Work item:
Copy each line below in which the string "FamilyTable" occurs.

(Records from a data source)
== == ==

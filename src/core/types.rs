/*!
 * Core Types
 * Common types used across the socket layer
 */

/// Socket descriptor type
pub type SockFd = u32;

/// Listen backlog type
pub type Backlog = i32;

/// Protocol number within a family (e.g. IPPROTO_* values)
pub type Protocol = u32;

== == ==

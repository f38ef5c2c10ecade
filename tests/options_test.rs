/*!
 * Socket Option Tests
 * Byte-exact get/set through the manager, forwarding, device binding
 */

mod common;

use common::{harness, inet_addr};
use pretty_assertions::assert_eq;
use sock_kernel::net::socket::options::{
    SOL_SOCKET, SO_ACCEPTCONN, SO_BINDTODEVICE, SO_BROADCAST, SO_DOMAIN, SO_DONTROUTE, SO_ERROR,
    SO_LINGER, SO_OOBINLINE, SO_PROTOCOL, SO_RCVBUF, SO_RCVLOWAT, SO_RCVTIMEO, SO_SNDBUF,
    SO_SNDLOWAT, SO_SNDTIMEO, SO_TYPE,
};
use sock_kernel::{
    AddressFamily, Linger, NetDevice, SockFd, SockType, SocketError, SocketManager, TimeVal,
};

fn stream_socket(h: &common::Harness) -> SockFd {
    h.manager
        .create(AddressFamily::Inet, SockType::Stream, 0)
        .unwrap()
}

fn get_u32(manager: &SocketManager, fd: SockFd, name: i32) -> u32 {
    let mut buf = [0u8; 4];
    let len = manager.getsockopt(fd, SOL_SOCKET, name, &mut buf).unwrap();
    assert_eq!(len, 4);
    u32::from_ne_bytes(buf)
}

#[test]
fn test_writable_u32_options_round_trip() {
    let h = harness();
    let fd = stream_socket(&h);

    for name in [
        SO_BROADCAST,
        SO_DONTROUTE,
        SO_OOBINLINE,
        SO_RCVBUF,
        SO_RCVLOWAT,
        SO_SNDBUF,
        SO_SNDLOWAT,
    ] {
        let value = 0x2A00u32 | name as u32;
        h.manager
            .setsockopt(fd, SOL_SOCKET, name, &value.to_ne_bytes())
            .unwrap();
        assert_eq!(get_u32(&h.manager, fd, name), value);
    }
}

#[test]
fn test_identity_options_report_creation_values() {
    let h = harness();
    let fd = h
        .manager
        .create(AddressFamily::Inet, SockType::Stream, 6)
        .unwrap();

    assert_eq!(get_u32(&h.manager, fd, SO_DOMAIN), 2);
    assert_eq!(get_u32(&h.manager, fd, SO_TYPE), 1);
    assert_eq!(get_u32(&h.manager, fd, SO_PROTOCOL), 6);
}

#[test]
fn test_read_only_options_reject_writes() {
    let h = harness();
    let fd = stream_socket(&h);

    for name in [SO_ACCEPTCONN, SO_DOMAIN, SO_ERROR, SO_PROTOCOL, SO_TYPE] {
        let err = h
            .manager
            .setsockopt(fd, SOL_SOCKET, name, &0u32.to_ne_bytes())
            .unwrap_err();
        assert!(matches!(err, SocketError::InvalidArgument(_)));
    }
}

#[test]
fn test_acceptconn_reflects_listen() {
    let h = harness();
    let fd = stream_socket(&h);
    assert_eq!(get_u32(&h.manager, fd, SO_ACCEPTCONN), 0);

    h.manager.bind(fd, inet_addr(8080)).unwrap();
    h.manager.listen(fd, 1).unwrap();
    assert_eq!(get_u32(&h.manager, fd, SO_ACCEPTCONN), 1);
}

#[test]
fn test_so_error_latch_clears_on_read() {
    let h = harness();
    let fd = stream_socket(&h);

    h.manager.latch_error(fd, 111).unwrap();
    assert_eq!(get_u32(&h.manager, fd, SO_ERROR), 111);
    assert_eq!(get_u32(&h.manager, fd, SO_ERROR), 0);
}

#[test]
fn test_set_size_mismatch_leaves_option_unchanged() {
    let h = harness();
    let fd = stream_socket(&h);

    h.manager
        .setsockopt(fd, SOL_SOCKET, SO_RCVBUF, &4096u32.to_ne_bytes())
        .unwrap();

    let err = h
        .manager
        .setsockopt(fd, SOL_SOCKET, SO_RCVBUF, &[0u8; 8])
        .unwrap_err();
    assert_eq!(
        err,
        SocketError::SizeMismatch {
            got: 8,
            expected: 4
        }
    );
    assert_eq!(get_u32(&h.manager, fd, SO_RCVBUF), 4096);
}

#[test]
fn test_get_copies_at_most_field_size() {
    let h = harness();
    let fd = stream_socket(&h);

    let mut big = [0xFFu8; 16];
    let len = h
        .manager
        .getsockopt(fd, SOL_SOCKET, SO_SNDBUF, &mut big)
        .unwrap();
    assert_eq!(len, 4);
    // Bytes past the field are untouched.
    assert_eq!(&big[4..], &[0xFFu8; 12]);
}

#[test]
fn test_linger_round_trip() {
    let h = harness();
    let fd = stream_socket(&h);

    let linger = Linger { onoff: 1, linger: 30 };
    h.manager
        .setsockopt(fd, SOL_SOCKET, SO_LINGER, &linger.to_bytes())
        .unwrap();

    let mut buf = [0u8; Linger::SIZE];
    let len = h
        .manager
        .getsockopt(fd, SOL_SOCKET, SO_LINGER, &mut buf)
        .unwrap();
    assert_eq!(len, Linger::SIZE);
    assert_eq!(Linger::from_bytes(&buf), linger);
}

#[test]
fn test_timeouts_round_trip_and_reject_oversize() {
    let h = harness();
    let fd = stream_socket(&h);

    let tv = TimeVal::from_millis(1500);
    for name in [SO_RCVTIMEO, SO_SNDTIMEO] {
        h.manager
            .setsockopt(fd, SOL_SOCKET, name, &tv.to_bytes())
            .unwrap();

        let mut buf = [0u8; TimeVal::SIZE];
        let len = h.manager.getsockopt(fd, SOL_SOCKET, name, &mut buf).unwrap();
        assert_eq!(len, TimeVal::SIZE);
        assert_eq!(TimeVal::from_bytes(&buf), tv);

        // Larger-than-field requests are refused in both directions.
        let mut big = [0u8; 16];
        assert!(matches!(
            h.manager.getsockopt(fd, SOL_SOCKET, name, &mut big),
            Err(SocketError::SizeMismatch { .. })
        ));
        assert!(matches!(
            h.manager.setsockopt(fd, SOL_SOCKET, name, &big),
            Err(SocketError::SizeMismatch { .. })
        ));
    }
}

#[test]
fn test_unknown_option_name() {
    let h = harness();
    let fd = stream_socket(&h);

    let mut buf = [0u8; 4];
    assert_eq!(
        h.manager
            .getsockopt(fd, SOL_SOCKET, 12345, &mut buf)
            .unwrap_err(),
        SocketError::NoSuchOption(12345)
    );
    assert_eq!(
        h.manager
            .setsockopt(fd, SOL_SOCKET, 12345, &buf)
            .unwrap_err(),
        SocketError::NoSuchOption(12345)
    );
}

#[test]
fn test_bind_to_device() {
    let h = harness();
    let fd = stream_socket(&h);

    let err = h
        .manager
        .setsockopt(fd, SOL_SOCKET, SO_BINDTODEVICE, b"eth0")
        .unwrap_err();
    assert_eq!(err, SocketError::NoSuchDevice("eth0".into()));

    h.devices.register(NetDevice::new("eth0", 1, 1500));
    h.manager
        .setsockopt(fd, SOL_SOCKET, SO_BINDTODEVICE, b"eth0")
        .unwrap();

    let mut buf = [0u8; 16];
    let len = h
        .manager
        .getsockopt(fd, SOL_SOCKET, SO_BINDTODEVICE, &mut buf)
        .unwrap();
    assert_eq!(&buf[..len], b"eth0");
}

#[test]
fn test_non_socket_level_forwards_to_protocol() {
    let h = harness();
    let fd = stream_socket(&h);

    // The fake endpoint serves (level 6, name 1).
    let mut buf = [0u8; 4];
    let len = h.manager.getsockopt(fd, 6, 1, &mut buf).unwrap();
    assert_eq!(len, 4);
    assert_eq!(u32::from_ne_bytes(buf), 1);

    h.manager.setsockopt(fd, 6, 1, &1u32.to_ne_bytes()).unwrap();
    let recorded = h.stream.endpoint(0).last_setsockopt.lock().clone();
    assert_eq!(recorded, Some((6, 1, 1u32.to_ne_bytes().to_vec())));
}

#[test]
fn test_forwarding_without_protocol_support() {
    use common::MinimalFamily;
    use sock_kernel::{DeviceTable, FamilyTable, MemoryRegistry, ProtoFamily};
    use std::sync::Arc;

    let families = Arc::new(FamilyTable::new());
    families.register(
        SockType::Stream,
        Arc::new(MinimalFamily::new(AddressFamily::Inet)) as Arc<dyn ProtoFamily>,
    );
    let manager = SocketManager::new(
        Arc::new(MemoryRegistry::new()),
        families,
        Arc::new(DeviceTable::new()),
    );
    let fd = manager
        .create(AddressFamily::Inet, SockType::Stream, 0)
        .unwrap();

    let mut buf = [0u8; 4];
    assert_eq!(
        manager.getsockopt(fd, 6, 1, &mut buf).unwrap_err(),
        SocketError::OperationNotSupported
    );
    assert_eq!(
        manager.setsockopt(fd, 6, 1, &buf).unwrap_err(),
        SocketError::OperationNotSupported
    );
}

== == ==

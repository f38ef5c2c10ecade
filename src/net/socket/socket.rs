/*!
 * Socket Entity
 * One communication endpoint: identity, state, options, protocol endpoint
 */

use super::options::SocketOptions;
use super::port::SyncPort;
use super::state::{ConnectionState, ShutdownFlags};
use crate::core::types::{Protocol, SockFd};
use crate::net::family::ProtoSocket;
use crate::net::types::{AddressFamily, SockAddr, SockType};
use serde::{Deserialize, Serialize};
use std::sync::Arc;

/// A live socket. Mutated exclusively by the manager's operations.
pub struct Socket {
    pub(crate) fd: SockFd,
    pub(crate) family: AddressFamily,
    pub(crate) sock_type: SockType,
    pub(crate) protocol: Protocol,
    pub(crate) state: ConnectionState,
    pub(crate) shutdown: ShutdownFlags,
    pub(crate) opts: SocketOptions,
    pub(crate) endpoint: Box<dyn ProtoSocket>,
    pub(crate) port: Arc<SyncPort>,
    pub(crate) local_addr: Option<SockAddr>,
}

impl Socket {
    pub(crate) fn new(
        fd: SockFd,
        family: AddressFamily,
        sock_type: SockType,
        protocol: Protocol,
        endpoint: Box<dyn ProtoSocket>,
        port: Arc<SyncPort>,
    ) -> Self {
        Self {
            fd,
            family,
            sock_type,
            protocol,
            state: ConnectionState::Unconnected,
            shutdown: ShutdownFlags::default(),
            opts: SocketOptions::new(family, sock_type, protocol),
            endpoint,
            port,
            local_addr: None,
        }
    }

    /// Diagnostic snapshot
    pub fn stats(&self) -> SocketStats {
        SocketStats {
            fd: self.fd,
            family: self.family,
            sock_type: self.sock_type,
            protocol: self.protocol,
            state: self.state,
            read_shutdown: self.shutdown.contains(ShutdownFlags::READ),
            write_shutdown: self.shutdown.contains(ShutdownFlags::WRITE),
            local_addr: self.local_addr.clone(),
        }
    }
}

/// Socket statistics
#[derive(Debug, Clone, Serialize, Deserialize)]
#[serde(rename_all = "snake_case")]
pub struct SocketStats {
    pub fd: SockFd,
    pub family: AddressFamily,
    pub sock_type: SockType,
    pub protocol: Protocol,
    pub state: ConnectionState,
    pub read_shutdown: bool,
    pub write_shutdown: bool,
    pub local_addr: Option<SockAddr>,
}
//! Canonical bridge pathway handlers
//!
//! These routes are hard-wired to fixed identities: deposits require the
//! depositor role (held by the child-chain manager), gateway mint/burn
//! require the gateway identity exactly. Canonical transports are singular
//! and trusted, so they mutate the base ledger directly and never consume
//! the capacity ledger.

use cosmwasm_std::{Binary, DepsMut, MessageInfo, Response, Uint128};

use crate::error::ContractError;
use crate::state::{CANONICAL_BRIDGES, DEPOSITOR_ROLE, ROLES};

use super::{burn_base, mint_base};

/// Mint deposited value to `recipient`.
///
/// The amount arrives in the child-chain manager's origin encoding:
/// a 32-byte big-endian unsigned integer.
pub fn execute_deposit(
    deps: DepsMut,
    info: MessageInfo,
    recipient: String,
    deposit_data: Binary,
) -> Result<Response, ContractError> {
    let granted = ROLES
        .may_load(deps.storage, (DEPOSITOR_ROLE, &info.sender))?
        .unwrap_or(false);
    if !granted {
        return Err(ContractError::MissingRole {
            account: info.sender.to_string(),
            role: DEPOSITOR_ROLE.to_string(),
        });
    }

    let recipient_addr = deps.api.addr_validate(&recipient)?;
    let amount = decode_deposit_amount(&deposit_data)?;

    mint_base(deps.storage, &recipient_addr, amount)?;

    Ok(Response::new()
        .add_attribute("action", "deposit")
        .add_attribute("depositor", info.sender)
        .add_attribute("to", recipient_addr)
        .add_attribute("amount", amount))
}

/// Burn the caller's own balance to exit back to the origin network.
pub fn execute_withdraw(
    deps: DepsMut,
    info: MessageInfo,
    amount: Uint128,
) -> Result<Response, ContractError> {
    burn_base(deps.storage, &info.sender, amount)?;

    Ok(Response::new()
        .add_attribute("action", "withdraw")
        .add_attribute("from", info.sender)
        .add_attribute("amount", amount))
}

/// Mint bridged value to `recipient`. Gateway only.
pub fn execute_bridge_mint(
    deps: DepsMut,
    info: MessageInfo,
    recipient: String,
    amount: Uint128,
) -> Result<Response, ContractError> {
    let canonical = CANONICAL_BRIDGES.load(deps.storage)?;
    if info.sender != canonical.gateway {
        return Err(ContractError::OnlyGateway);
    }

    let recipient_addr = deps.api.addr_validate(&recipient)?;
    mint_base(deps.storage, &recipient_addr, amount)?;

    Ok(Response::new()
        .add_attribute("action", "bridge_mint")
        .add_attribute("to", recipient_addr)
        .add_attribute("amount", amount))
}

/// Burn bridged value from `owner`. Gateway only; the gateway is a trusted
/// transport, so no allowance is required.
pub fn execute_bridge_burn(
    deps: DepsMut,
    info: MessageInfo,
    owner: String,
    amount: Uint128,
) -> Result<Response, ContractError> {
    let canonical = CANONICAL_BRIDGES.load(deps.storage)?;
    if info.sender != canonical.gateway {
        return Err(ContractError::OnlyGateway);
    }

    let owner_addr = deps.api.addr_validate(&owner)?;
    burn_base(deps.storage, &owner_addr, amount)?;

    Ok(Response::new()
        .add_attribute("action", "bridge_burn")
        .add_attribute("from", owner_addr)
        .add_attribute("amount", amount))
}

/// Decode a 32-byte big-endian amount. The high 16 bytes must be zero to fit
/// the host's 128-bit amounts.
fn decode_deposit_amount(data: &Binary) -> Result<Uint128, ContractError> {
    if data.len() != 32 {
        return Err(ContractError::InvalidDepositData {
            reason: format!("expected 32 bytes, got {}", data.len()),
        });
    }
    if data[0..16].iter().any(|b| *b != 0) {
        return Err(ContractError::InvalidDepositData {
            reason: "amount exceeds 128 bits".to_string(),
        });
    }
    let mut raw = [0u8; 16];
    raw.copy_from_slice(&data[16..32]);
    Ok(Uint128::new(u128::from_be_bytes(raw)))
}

== == ==

Output:
    use sock_kernel::{DeviceTable, FamilyTable, MemoryRegistry, ProtoFamily};
    let families = Arc::new(FamilyTable::new());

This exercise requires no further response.